- [RECORDS FOR THIS EXERCISE]
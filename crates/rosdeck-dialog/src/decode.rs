//! Normalization of dialog question payloads into a [`FieldDescriptor`].
//!
//! The robot encodes questions in several ways. Strategies are tried in a
//! fixed order and the first that applies wins:
//!
//! 1. A JSON object with a `type` tag selects a template from
//!    [`crate::templates`]; its `message` becomes the label.
//! 2. If that `message` is itself a serialized array of
//!    `{text, value, is_current}` records, the current record supplies the
//!    label and the pre-filled default, and every record becomes an option.
//! 3. Text that is not JSON is tried as `TYPE:freeform text`.
//! 4. Anything else is kept as a plain text question and flagged malformed.
//!
//! No input is rejected: the last strategy always applies.

use rosdeck_types::{FieldDescriptor, FieldOption};
use serde::Deserialize;
use serde_json::{Map, Value};

use crate::templates::{is_known_tag, template_for};

/// Result of running the decode pipeline over one question.
#[derive(Debug, Clone, PartialEq)]
pub struct DecodedQuestion {
    pub descriptor: FieldDescriptor,
    /// Why no strategy fully matched, when the question fell back to text.
    pub malformed: Option<String>,
}

impl DecodedQuestion {
    fn matched(descriptor: FieldDescriptor) -> Self {
        Self {
            descriptor,
            malformed: None,
        }
    }

    fn fallback(label: &str, reason: impl Into<String>) -> Self {
        Self {
            descriptor: FieldDescriptor::text(label),
            malformed: Some(reason.into()),
        }
    }
}

/// A question event as received from the robot, before decoding.
#[derive(Debug, Clone, PartialEq, Eq)]
pub struct RawQuestionEvent {
    /// Correlation id. Events without one are never stored.
    pub id: Option<String>,
    pub message: String,
}

impl RawQuestionEvent {
    pub fn new(id: impl Into<String>, message: impl Into<String>) -> Self {
        Self {
            id: Some(id.into()),
            message: message.into(),
        }
    }

    /// Read an event from a topic message.
    ///
    /// Accepts `{"id", "message"}` directly, or the same object serialized
    /// inside a `std_msgs/String` `data` field. Numeric ids are stringified;
    /// a non-string `message` is kept as its JSON text.
    pub fn from_value(msg: &Value) -> Self {
        if msg.get("id").is_none()
            && let Some(data) = msg.get("data").and_then(Value::as_str)
            && let Ok(inner @ Value::Object(_)) = serde_json::from_str::<Value>(data)
        {
            return Self::from_value(&inner);
        }

        let message = match msg.get("message") {
            Some(Value::String(s)) => s.clone(),
            Some(Value::Null) | None => String::new(),
            Some(other) => other.to_string(),
        };
        Self {
            id: id_field(msg),
            message,
        }
    }
}

/// The correlation id named by a cancel message: an `id` field (possibly
/// serialized inside `data`), or the bare id as a `std_msgs/String` payload.
/// Empty strings count as missing.
pub fn correlation_id(msg: &Value) -> Option<String> {
    if msg.get("id").is_some() || msg.get("request_id").is_some() {
        return id_field(msg);
    }
    if let Some(data) = msg.get("data").and_then(Value::as_str)
        && let Ok(inner @ Value::Object(_)) = serde_json::from_str::<Value>(data)
    {
        return id_field(&inner);
    }
    msg.as_str()
        .or_else(|| msg.get("data").and_then(Value::as_str))
        .map(str::trim)
        .filter(|s| !s.is_empty())
        .map(str::to_string)
}

fn id_field(msg: &Value) -> Option<String> {
    match msg.get("id").or_else(|| msg.get("request_id"))? {
        Value::String(s) if !s.trim().is_empty() => Some(s.clone()),
        Value::Number(n) => Some(n.to_string()),
        _ => None,
    }
}

#[derive(Debug, Deserialize)]
struct ChoiceRecord {
    text: String,
    #[serde(default)]
    value: Value,
    #[serde(default)]
    is_current: bool,
}

/// Run the decode pipeline over a raw question message.
pub fn decode_question(message: &str) -> DecodedQuestion {
    match serde_json::from_str::<Value>(message) {
        Ok(Value::Object(fields)) => decode_tagged(message, &fields),
        Ok(_) => DecodedQuestion::fallback(message, "JSON payload is not an object"),
        Err(_) => decode_prefixed(message)
            .unwrap_or_else(|| DecodedQuestion::fallback(message.trim(), "no type tag")),
    }
}

fn decode_tagged(raw: &str, fields: &Map<String, Value>) -> DecodedQuestion {
    let text = match fields.get("message") {
        Some(Value::String(s)) => s.clone(),
        Some(Value::Null) | None => String::new(),
        Some(other) => other.to_string(),
    };

    let Some(tag) = fields.get("type").and_then(Value::as_str) else {
        let label = if text.is_empty() { raw } else { text.as_str() };
        return DecodedQuestion::fallback(label, "missing type tag");
    };

    let records = choice_records(&text);
    let current = records
        .iter()
        .find(|r| r.is_current)
        .or_else(|| records.first());
    let label = current.map_or(text.as_str(), |r| r.text.as_str());

    let mut decoded = match template_for(tag, label) {
        Some(descriptor) => DecodedQuestion::matched(descriptor),
        None => DecodedQuestion::fallback(label, format!("unknown field type '{tag}'")),
    };
    let descriptor = &mut decoded.descriptor;

    if !records.is_empty() {
        descriptor.options = records
            .iter()
            .map(|r| FieldOption::new(r.text.clone(), value_text(&r.value)))
            .collect();
        descriptor.default = records
            .iter()
            .find(|r| r.is_current)
            .map(|r| value_text(&r.value));
    }
    apply_overrides(descriptor, fields);
    decoded
}

fn decode_prefixed(message: &str) -> Option<DecodedQuestion> {
    let (tag, text) = message.split_once(':')?;
    let tag = tag.trim();
    if tag.is_empty() || tag.contains(char::is_whitespace) || !is_known_tag(tag) {
        return None;
    }
    template_for(tag, text.trim()).map(DecodedQuestion::matched)
}

fn choice_records(text: &str) -> Vec<ChoiceRecord> {
    if !text.trim_start().starts_with('[') {
        return Vec::new();
    }
    serde_json::from_str(text).unwrap_or_default()
}

/// Explicit `default`, `min`, `max` and `step` fields on the payload win
/// over the template.
pub(crate) fn apply_overrides(descriptor: &mut FieldDescriptor, fields: &Map<String, Value>) {
    if let Some(default) = fields.get("default").filter(|v| !v.is_null()) {
        descriptor.default = Some(value_text(default));
    }
    if let Some(min) = fields.get("min").and_then(Value::as_f64) {
        descriptor.min = Some(min);
    }
    if let Some(max) = fields.get("max").and_then(Value::as_f64) {
        descriptor.max = Some(max);
    }
    if let Some(step) = fields.get("step").and_then(Value::as_f64) {
        descriptor.step = Some(step);
    }
}

pub(crate) fn value_text(value: &Value) -> String {
    match value {
        Value::String(s) => s.clone(),
        Value::Null => String::new(),
        other => other.to_string(),
    }
}
//! Arranger — cadence fills and FX, section looping to a target duration,
//! and outro handling.
//!
//! Operates on absolute-time stems. Every stage consumes and returns owned
//! note lists and re-sorts each instrument by onset before handing off.

use log::{debug, warn};
use rand::Rng;

use crate::error::Result;
use crate::pattern::drums::{SNARE, SWEEP, TOM_HIGH, TOM_LOW, TOM_MID};
use crate::rng;
use crate::song::{CadenceKind, Section, SongSpec, StyleConfig};
use crate::stem::{sort_notes, Instrument, Note, Stems};
use crate::theory::parse_chord_symbol;

/// Accepted relative error when looping toward a target duration.
const DURATION_TOLERANCE: f64 = 0.02;

/// Arrange generated stems: cadence fills, style FX, looping to the spec's
/// target duration, and the configured outro. Extends `spec.sections` when
/// looping appends sections.
pub fn arrange(
    spec: &mut SongSpec,
    mut stems: Stems,
    style: &StyleConfig,
    seed: u64,
) -> Result<Stems> {
    let bar_secs = spec.seconds_per_bar()?;
    let steps_per_bar = spec.parsed_meter()?.steps_per_bar();
    let mut fill_rng = rng::stream(seed, &["arrange"]);

    if style.fills {
        apply_cadence_fills(spec, &mut stems, style, bar_secs, steps_per_bar, &mut fill_rng)?;
    }
    apply_section_fx(spec, &mut stems, style, bar_secs)?;
    resort(&mut stems);

    loop_to_target(spec, &mut stems, bar_secs);
    resort(&mut stems);

    if let Some(outro) = spec.outro {
        apply_outro(spec, &mut stems, outro, bar_secs);
        resort(&mut stems);
    }

    Ok(stems)
}

fn resort(stems: &mut Stems) {
    for notes in stems.values_mut() {
        sort_notes(notes);
    }
}

/// Per declared cadence bar: a snare on the last subdivision, a style-gated
/// tom roll and noise sweep on full cadences, and a chromatic bass approach
/// into the next bar's first chord tone.
fn apply_cadence_fills(
    spec: &SongSpec,
    stems: &mut Stems,
    style: &StyleConfig,
    bar_secs: f64,
    steps_per_bar: usize,
    fill_rng: &mut rand_chacha::ChaCha8Rng,
) -> Result<()> {
    let step_secs = bar_secs / steps_per_bar as f64;

    for cadence in &spec.cadences {
        let bar_start = cadence.bar as f64 * bar_secs;
        let last_step = bar_start + (steps_per_bar - 1) as f64 * step_secs;

        if let Some(drums) = stems.get_mut(&Instrument::Drums) {
            drums.push(Note {
                start: last_step,
                dur: step_secs,
                pitch: SNARE,
                vel: (92 + fill_rng.gen_range(-5i32..=5)).clamp(1, 127) as u8,
                channel: Instrument::Drums.channel(),
            });

            if cadence.kind == CadenceKind::Full {
                if style.tom_rolls && steps_per_bar >= 4 {
                    for (k, pitch) in [TOM_HIGH, TOM_MID, TOM_LOW].into_iter().enumerate() {
                        let step = steps_per_bar - 4 + k;
                        drums.push(Note {
                            start: bar_start + step as f64 * step_secs,
                            dur: step_secs,
                            pitch,
                            vel: (80 + fill_rng.gen_range(-6i32..=6)).clamp(1, 127) as u8,
                            channel: Instrument::Drums.channel(),
                        });
                    }
                }
                if style.sweeps {
                    drums.push(Note {
                        start: bar_start,
                        dur: bar_secs,
                        pitch: SWEEP,
                        vel: 70,
                        channel: Instrument::Drums.channel(),
                    });
                }
            }
        }

        // Chromatic approach into the next bar's first chord tone.
        if let Some(symbol) = spec.chord_symbol_at_bar(cadence.bar + 1) {
            let chord = parse_chord_symbol(symbol)?;
            let register = spec.register_for(Instrument::Bass);
            let target =
                crate::stem::fold_into_register(chord.root + 36, register.low, register.high);
            let approach = target.saturating_sub(1).clamp(register.low, register.high);
            if let Some(bass) = stems.get_mut(&Instrument::Bass) {
                bass.push(Note {
                    start: last_step,
                    dur: step_secs,
                    pitch: approach,
                    vel: 88,
                    channel: Instrument::Bass.channel(),
                });
            }
        }
    }
    Ok(())
}

/// Style-gated section FX: a reverse-pad swell in the bar before
/// chorus-named sections, and a drum drop in the first bar of bridge-named
/// sections.
fn apply_section_fx(
    spec: &SongSpec,
    stems: &mut Stems,
    style: &StyleConfig,
    bar_secs: f64,
) -> Result<()> {
    let mut start_bar = 0u32;
    for section in &spec.sections {
        let lower = section.name.to_lowercase();

        if style.swell_before_chorus && lower.contains("chorus") && start_bar > 0 {
            let swell_bar = start_bar - 1;
            let symbol = spec
                .chord_symbol_at_bar(swell_bar)
                .expect("bar inside song");
            let chord = parse_chord_symbol(symbol)?;
            let register = spec.register_for(Instrument::Pads);
            let root =
                crate::stem::fold_into_register(chord.root + 60, register.low, register.high);
            if let Some(pads) = stems.get_mut(&Instrument::Pads) {
                pads.push(Note {
                    start: swell_bar as f64 * bar_secs,
                    dur: bar_secs,
                    pitch: root,
                    vel: 45,
                    channel: Instrument::Pads.channel(),
                });
            }
        }

        if style.drop_first_bridge_bar && lower.contains("bridge") {
            let from = start_bar as f64 * bar_secs;
            let to = from + bar_secs;
            if let Some(drums) = stems.get_mut(&Instrument::Drums) {
                let before = drums.len();
                drums.retain(|n| n.start < from || n.start >= to);
                debug!(
                    "dropped {} drum notes in first bar of {:?}",
                    before - drums.len(),
                    section.name
                );
            }
        }

        start_bar += section.length_bars;
    }
    Ok(())
}

/// Append whole template sections (cycling) with time-shifted note copies
/// until the projected duration is within tolerance of the target. Never
/// overruns: when even the smallest section would overshoot, stop short and
/// leave the residual to the outro.
fn loop_to_target(spec: &mut SongSpec, stems: &mut Stems, bar_secs: f64) {
    let Some(minutes) = spec.target_minutes else {
        return;
    };
    let target = minutes * 60.0;

    // Template layout: first occurrence time range per original section.
    let template: Vec<Section> = spec.sections.clone();
    let mut starts = Vec::with_capacity(template.len());
    let mut acc = 0u32;
    for section in &template {
        starts.push(acc as f64 * bar_secs);
        acc += section.length_bars;
    }
    let ranges: Vec<(f64, f64)> = template
        .iter()
        .zip(&starts)
        .map(|(s, &t0)| (t0, t0 + s.length_bars as f64 * bar_secs))
        .collect();

    let smallest = template
        .iter()
        .enumerate()
        .min_by_key(|(_, s)| s.length_bars)
        .map(|(i, _)| i)
        .expect("validated specs have sections");

    let mut total = spec.total_bars() as f64 * bar_secs;
    if total > target * (1.0 + DURATION_TOLERANCE) {
        warn!(
            "song is already {total:.1}s, longer than the {target:.1}s target; not trimming"
        );
        return;
    }

    let mut cycle = 0usize;
    let mut appended = 0usize;
    while total < target * (1.0 - DURATION_TOLERANCE) {
        let mut idx = cycle % template.len();
        let mut len = template[idx].length_bars as f64 * bar_secs;
        if total + len > target * (1.0 + DURATION_TOLERANCE) {
            // Fall back to the smallest section, clamped to never overrun.
            idx = smallest;
            len = template[idx].length_bars as f64 * bar_secs;
            if total + len > target * (1.0 + DURATION_TOLERANCE) {
                break;
            }
        }

        let (src_start, src_end) = ranges[idx];
        let shift = total - src_start;
        for notes in stems.values_mut() {
            let copies: Vec<Note> = notes
                .iter()
                .filter(|n| n.start >= src_start && n.start < src_end)
                .map(|n| Note {
                    start: n.start + shift,
                    ..n.clone()
                })
                .collect();
            notes.extend(copies);
        }
        spec.sections.push(template[idx].clone());
        total += len;
        cycle += 1;
        appended += 1;
    }
    if appended > 0 {
        debug!("looped {appended} sections to reach {total:.1}s of {target:.1}s");
    }
}

/// Apply the configured outro at the (possibly extended) end of the song.
fn apply_outro(
    spec: &SongSpec,
    stems: &mut Stems,
    outro: crate::song::OutroConfig,
    bar_secs: f64,
) {
    use crate::song::OutroConfig;

    let total = spec.total_bars() as f64 * bar_secs;

    match outro {
        OutroConfig::Ritard { factor } => {
            let final_bar = total - bar_secs;
            // Absorb any residual target duration by slowing further.
            let residual = spec
                .target_minutes
                .map(|m| (m * 60.0 - total).max(0.0))
                .unwrap_or(0.0);
            let factor = factor.max(1.0).max(1.0 + residual / bar_secs);

            for notes in stems.values_mut() {
                for note in notes.iter_mut() {
                    if note.start >= final_bar {
                        note.start = final_bar + (note.start - final_bar) * factor;
                        note.dur *= factor;
                    } else if note.end() > final_bar {
                        // Proportionally extend notes overlapping the boundary.
                        note.dur += (note.end() - final_bar) * (factor - 1.0);
                    }
                }
            }
            debug!("ritard outro with factor {factor:.2}");
        }
        OutroConfig::HitAndHold { hold_secs } => {
            for (instrument, notes) in stems.iter_mut() {
                if *instrument == Instrument::Drums {
                    notes.push(Note {
                        start: total,
                        dur: hold_secs,
                        pitch: crate::pattern::drums::CRASH,
                        vel: 110,
                        channel: Instrument::Drums.channel(),
                    });
                    notes.push(Note {
                        start: total,
                        dur: hold_secs,
                        pitch: crate::pattern::drums::KICK,
                        vel: 112,
                        channel: Instrument::Drums.channel(),
                    });
                } else if let Some(last) = notes
                    .iter_mut()
                    .max_by(|a, b| a.start.partial_cmp(&b.start).unwrap())
                {
                    last.dur = (total + hold_secs - last.start).max(last.dur);
                }
            }
            debug!("hit-and-hold outro, {hold_secs:.1}s");
        }
    }
}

- [YOUR ASSIGNMENT] Count each line above with "robot"; write only the number.

- [PROBLEM SOLUTION] 2